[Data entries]
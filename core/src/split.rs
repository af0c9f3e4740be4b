//! Stratified train/validation partitioning

use crate::config::ValSize;
use crate::error::{Result, TrainError};
use rand::rngs::StdRng;
use rand::seq::SliceRandom;
use rand::SeedableRng;
use std::collections::BTreeMap;

/// Splits sample indices into train and validation sets keeping the label
/// proportions of `labels` in both
///
/// # Arguments
///
/// * `labels` - Class label of every sample
/// * `val_size` - Fraction or absolute number of validation samples
/// * `seed` - Seed of the shuffling RNG
///
/// # Returns
///
/// `(train, val)` index lists, each in shuffled order
pub fn stratified_split(
    labels: &[u8],
    val_size: ValSize,
    seed: u64,
) -> Result<(Vec<usize>, Vec<usize>)> {
    let n = labels.len();
    if n == 0 {
        return Err(TrainError::SplitError("cannot split an empty dataset".to_string()));
    }

    let n_test = val_size.test_count(n);
    if n_test == 0 || n_test >= n {
        return Err(TrainError::SplitError(format!(
            "validation size {} is out of range for {} samples",
            n_test, n
        )));
    }
    let n_train = n - n_test;

    let mut classes: BTreeMap<u8, Vec<usize>> = BTreeMap::new();
    for (i, &label) in labels.iter().enumerate() {
        classes.entry(label).or_default().push(i);
    }

    if let Some((label, members)) = classes.iter().find(|(_, m)| m.len() < 2) {
        return Err(TrainError::SplitError(format!(
            "class {} has only {} member, at least 2 are required",
            label,
            members.len()
        )));
    }
    if n_test < classes.len() || n_train < classes.len() {
        return Err(TrainError::SplitError(format!(
            "train size {} and validation size {} must each be at least the number of classes {}",
            n_train,
            n_test,
            classes.len()
        )));
    }

    let counts: Vec<usize> = classes.values().map(Vec::len).collect();
    let test_counts = allocate(&counts, n_test);

    let mut rng = StdRng::seed_from_u64(seed);
    let mut train = Vec::with_capacity(n_train);
    let mut val = Vec::with_capacity(n_test);
    for (members, k) in classes.into_values().zip(test_counts) {
        let mut members = members;
        members.shuffle(&mut rng);
        val.extend_from_slice(&members[..k]);
        train.extend_from_slice(&members[k..]);
    }
    train.shuffle(&mut rng);
    val.shuffle(&mut rng);

    Ok((train, val))
}

/// Distributes `total` draws across classes proportionally to `counts`
/// using largest-remainder rounding
fn allocate(counts: &[usize], total: usize) -> Vec<usize> {
    let n: usize = counts.iter().sum();
    let exact: Vec<f64> = counts
        .iter()
        .map(|&c| total as f64 * c as f64 / n as f64)
        .collect();
    let mut alloc: Vec<usize> = exact
        .iter()
        .zip(counts)
        .map(|(&e, &c)| (e.floor() as usize).min(c))
        .collect();

    let mut order: Vec<usize> = (0..counts.len()).collect();
    // Largest remainder first, ties to the larger class
    order.sort_by(|&a, &b| {
        let ra = exact[a] - exact[a].floor();
        let rb = exact[b] - exact[b].floor();
        rb.partial_cmp(&ra)
            .unwrap_or(std::cmp::Ordering::Equal)
            .then(counts[b].cmp(&counts[a]))
    });

    let mut remaining = total - alloc.iter().sum::<usize>();
    while remaining > 0 {
        let before = remaining;
        for &i in &order {
            if remaining == 0 {
                break;
            }
            if alloc[i] < counts[i] {
                alloc[i] += 1;
                remaining -= 1;
            }
        }
        if remaining == before {
            break;
        }
    }
    alloc
}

* [Your objective]:
Using the entries above, repeat only the lines from the one containing "member, at least" through the one containing "let mut val = Vec::with_capacity(n_test);", end lines included.

* [Output of the exercise]:
            "class {} has only {} member, at least 2 are required",
            label,
            members.len()
        )));
    }
    if n_test < classes.len() || n_train < classes.len() {
        return Err(TrainError::SplitError(format!(
            "train size {} and validation size {} must each be at least the number of classes {}",
            n_train,
            n_test,
            classes.len()
        )));
    }

    let counts: Vec<usize> = classes.values().map(Vec::len).collect();
    let test_counts = allocate(&counts, n_test);

    let mut rng = StdRng::seed_from_u64(seed);
    let mut train = Vec::with_capacity(n_train);
    let mut val = Vec::with_capacity(n_test);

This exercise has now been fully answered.